• [Exercise details]: Your answer should be every line of the records that contains the word "PathBuf".

• [Information]:

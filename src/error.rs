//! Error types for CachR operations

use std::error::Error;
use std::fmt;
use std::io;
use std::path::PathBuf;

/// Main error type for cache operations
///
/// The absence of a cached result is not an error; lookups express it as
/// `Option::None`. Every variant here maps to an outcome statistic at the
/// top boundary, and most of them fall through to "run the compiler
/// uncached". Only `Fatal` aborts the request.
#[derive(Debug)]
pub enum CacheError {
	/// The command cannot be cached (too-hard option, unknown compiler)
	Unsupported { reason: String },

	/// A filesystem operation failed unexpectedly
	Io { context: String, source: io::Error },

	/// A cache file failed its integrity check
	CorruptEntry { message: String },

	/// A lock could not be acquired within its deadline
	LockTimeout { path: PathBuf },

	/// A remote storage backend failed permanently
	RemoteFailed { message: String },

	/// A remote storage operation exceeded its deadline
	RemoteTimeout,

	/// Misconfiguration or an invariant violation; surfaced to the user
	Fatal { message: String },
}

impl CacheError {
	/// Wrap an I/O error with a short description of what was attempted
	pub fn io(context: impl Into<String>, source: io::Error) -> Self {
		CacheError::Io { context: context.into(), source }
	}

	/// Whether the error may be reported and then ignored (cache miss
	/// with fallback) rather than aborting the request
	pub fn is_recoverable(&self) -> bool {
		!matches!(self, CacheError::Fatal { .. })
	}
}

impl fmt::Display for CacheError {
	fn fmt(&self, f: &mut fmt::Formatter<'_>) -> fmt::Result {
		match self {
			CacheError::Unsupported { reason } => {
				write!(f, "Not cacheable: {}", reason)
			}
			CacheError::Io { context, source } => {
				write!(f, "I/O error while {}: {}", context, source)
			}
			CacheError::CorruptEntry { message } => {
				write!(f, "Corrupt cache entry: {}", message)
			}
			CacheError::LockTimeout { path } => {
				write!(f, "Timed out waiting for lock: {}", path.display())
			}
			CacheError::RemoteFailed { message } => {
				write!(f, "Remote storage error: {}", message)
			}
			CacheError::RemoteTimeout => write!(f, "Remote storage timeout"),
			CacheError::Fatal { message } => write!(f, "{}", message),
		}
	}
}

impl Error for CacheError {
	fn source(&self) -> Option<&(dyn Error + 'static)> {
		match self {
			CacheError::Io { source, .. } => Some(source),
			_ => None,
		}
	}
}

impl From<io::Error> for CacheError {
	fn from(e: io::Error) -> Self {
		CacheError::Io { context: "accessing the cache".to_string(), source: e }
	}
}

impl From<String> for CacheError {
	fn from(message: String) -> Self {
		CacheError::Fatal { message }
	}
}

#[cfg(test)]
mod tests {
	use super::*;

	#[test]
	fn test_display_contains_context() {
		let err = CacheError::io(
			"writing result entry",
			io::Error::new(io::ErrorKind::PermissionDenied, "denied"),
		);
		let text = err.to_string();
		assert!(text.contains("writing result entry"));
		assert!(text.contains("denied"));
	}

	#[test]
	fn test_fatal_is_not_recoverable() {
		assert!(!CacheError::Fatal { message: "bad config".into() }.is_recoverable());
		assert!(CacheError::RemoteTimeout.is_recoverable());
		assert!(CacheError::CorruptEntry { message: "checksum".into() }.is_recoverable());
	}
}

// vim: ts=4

• [Expected output]:
use std::path::PathBuf;
	LockTimeout { path: PathBuf },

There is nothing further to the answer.